IBM has received more than $53 million in funding from the Defense Advanced Research Projects Agency (DARPA) for the second phase of DARPA’s High Productivity Computing Systems (HPCS) initiative to perform this research and development effort in technology risk reduction demonstrations and a preliminary design review.
The IBM PERCS project will conduct ground-breaking research in areas that include revolutionary chip technology, new computer architecture, operating systems, compiler and programming environments. PERCS is based on an integrated software-hardware co-design that will enable multi-petaflop sustained performance by 2010. A petaflop is one quadrillion calculations per second.

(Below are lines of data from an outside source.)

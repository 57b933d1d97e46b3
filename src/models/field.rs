use crate::errors::AppError;
use std::str::FromStr;

/// Editable time field of a slot.
#[derive(Debug, Clone, Copy, PartialEq, Eq)]
pub enum SlotField {
    Start,
    End,
}

impl SlotField {
    pub fn as_str(&self) -> &'static str {
        match self {
            SlotField::Start => "start",
            SlotField::End => "end",
        }
    }
}

impl FromStr for SlotField {
    type Err = AppError;

    fn from_str(s: &str) -> Result<Self, Self::Err> {
        match s.trim().to_lowercase().as_str() {
            "start" | "in" | "s" => Ok(SlotField::Start),
            "end" | "out" | "e" => Ok(SlotField::End),
            other => Err(AppError::InvalidField(other.to_string())),
        }
    }
}
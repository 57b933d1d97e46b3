//! Pure computations over the session state. Nothing here fails: missing or
//! malformed times simply contribute zero minutes.

pub mod cost;
pub mod duration;
pub mod format;

pub use cost::{total_cost, total_hours};
pub use duration::{filled_slot_count, slot_duration_minutes, total_minutes};
pub use format::{format_duration, format_duration_with};
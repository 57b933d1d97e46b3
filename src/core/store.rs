//! Session state: the ordered slot list, hourly rate and currency symbol.

use crate::models::currency::DEFAULT_SYMBOL;
use crate::models::{Slot, SlotField, SlotId};
use tracing::debug;

pub const DEFAULT_HOURLY_RATE: f64 = 15.0;

/// In-memory store for one running session.
///
/// The slot list is never empty: a new store starts with one empty slot and
/// removing the last remaining slot is ignored.
#[derive(Debug, Clone)]
pub struct SlotStore {
    hourly_rate: f64,
    currency: String,
    slots: Vec<Slot>,
    next_id: u64,
}

impl Default for SlotStore {
    fn default() -> Self {
        Self::new(DEFAULT_HOURLY_RATE, DEFAULT_SYMBOL)
    }
}

impl SlotStore {
    pub fn new(hourly_rate: f64, currency: &str) -> Self {
        Self {
            hourly_rate,
            currency: currency.to_string(),
            slots: vec![Slot::new(SlotId(1))],
            next_id: 2,
        }
    }

    pub fn hourly_rate(&self) -> f64 {
        self.hourly_rate
    }

    pub fn currency(&self) -> &str {
        &self.currency
    }

    /// Slots in insertion order.
    pub fn slots(&self) -> &[Slot] {
        &self.slots
    }

    pub fn len(&self) -> usize {
        self.slots.len()
    }

    /// Never true for a live store.
    pub fn is_empty(&self) -> bool {
        self.slots.is_empty()
    }

    pub fn get(&self, id: SlotId) -> Option<&Slot> {
        self.slots.iter().find(|s| s.id == id)
    }

    /// Append an empty slot and return its id.
    pub fn add_slot(&mut self) -> SlotId {
        let id = SlotId(self.next_id);
        self.next_id += 1;
        self.slots.push(Slot::new(id));
        debug!(slot = %id, count = self.slots.len(), "slot added");
        id
    }

    /// Remove the slot with `id`. Returns false when nothing was removed:
    /// unknown id, or `id` is the only slot left.
    pub fn remove_slot(&mut self, id: SlotId) -> bool {
        if self.slots.len() <= 1 {
            debug!(slot = %id, "refusing to remove the last slot");
            return false;
        }

        let before = self.slots.len();
        self.slots.retain(|s| s.id != id);
        let removed = self.slots.len() != before;
        debug!(slot = %id, removed, count = self.slots.len(), "remove slot");
        removed
    }

    /// Replace one field of the slot with `id`. Returns false for an unknown id.
    pub fn update_slot(&mut self, id: SlotId, field: SlotField, value: &str) -> bool {
        let Some(slot) = self.slots.iter_mut().find(|s| s.id == id) else {
            debug!(slot = %id, field = field.as_str(), "update ignored: unknown slot");
            return false;
        };

        match field {
            SlotField::Start => slot.start = value.to_string(),
            SlotField::End => slot.end = value.to_string(),
        }
        debug!(slot = %id, field = field.as_str(), value, "slot updated");
        true
    }

    pub fn set_hourly_rate(&mut self, value: f64) {
        debug!(rate = value, "hourly rate set");
        self.hourly_rate = value;
    }

    pub fn set_currency(&mut self, symbol: &str) {
        debug!(currency = symbol, "currency set");
        self.currency = symbol.to_string();
    }
}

PERCS aims at reducing the time-to-solution, starting from the inception to actual result. To this end, PERCS will include innovative middleware, compiler andprogramming environments that will be supported by hardware features to automate many phases of the program development process.
“High-performance computing is a strategic area of excellence at the University of New Mexico, and this project represents UNM’s continued research leadership in advanced computing studies,” said Bader, principal investigator for UNM’s portion of the project.
Maccabe, associate director of UNM’s Center for High Performance Computing, noted that, “It is rare for universities to be involved this early in the development of a new computing system. Usually, we have to make the best use of what we are given.”
Bader and Moret were part of IBM’s team on the one-year technology assessment in phase one, and will be working on architecture design and evaluation. Bridges and Maccabe join the project this year and are working on operating systems and communication.
The research will be performed in cooperation with the Center for High Performance Computing, the Departments of Electrical and Computer Engineering and Computer Science, and the School of Engineering. Other university partners include MIT, University of Illinois at Urbana-Champaign, and University of Texas at Austin.